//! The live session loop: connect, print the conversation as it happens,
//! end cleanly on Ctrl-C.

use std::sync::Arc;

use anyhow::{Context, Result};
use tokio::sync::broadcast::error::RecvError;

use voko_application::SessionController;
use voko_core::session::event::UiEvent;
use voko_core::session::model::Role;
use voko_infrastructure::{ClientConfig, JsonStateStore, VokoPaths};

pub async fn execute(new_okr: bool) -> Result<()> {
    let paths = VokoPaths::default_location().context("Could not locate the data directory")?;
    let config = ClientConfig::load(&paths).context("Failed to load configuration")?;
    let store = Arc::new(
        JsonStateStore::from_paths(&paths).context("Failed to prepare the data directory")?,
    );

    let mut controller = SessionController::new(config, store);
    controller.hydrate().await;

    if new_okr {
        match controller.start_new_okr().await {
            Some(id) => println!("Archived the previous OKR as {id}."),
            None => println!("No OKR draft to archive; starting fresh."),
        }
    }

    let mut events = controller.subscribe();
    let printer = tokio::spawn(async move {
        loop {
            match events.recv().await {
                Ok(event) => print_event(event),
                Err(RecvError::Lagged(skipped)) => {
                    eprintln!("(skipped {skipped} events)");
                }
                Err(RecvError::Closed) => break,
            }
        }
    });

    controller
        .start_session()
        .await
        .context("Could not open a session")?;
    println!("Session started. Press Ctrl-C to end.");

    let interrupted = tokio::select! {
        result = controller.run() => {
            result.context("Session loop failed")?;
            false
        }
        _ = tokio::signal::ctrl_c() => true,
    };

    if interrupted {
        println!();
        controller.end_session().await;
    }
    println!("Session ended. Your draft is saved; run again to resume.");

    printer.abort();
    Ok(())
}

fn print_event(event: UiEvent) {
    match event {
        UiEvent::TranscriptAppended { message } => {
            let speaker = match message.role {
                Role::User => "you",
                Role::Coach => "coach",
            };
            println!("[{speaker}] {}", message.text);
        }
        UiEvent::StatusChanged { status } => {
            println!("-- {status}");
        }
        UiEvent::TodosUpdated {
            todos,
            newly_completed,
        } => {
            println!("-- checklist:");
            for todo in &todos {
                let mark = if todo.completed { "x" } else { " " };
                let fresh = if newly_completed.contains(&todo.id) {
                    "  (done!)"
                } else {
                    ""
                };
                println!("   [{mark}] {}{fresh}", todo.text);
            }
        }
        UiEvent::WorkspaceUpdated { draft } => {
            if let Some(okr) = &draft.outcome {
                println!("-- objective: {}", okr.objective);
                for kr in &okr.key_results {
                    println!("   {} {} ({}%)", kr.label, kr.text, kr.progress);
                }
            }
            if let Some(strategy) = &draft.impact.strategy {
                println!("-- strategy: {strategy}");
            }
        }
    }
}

==========

> [YOUR ASSIGNMENT] Make a faithful copy of every record above.

> [ANSWER SPACE]
//! The live session loop: connect, print the conversation as it happens,
//! end cleanly on Ctrl-C.

use std::sync::Arc;

use anyhow::{Context, Result};
use tokio::sync::broadcast::error::RecvError;

use voko_application::SessionController;
use voko_core::session::event::UiEvent;
use voko_core::session::model::Role;
use voko_infrastructure::{ClientConfig, JsonStateStore, VokoPaths};

pub async fn execute(new_okr: bool) -> Result<()> {
    let paths = VokoPaths::default_location().context("Could not locate the data directory")?;
    let config = ClientConfig::load(&paths).context("Failed to load configuration")?;
    let store = Arc::new(
        JsonStateStore::from_paths(&paths).context("Failed to prepare the data directory")?,
    );

    let mut controller = SessionController::new(config, store);
    controller.hydrate().await;

    if new_okr {
        match controller.start_new_okr().await {
            Some(id) => println!("Archived the previous OKR as {id}."),
            None => println!("No OKR draft to archive; starting fresh."),
        }
    }

    let mut events = controller.subscribe();
    let printer = tokio::spawn(async move {
        loop {
            match events.recv().await {
                Ok(event) => print_event(event),
                Err(RecvError::Lagged(skipped)) => {
                    eprintln!("(skipped {skipped} events)");
                }
                Err(RecvError::Closed) => break,
            }
        }
    });

    controller
        .start_session()
        .await
        .context("Could not open a session")?;
    println!("Session started. Press Ctrl-C to end.");

    let interrupted = tokio::select! {
        result = controller.run() => {
            result.context("Session loop failed")?;
            false
        }
        _ = tokio::signal::ctrl_c() => true,
    };

    if interrupted {
        println!();
        controller.end_session().await;
    }
    println!("Session ended. Your draft is saved; run again to resume.");

    printer.abort();
    Ok(())
}

fn print_event(event: UiEvent) {
    match event {
        UiEvent::TranscriptAppended { message } => {
            let speaker = match message.role {
                Role::User => "you",
                Role::Coach => "coach",
            };
            println!("[{speaker}] {}", message.text);
        }
        UiEvent::StatusChanged { status } => {
            println!("-- {status}");
        }
        UiEvent::TodosUpdated {
            todos,
            newly_completed,
        } => {
            println!("-- checklist:");
            for todo in &todos {
                let mark = if todo.completed { "x" } else { " " };
                let fresh = if newly_completed.contains(&todo.id) {
                    "  (done!)"
                } else {
                    ""
                };
                println!("   [{mark}] {}{fresh}", todo.text);
            }
        }
        UiEvent::WorkspaceUpdated { draft } => {
            if let Some(okr) = &draft.outcome {
                println!("-- objective: {}", okr.objective);
                for kr in &okr.key_results {
                    println!("   {} {} ({}%)", kr.label, kr.text, kr.progress);
                }
            }
            if let Some(strategy) = &draft.impact.strategy {
                println!("-- strategy: {strategy}");
            }
        }
    }
}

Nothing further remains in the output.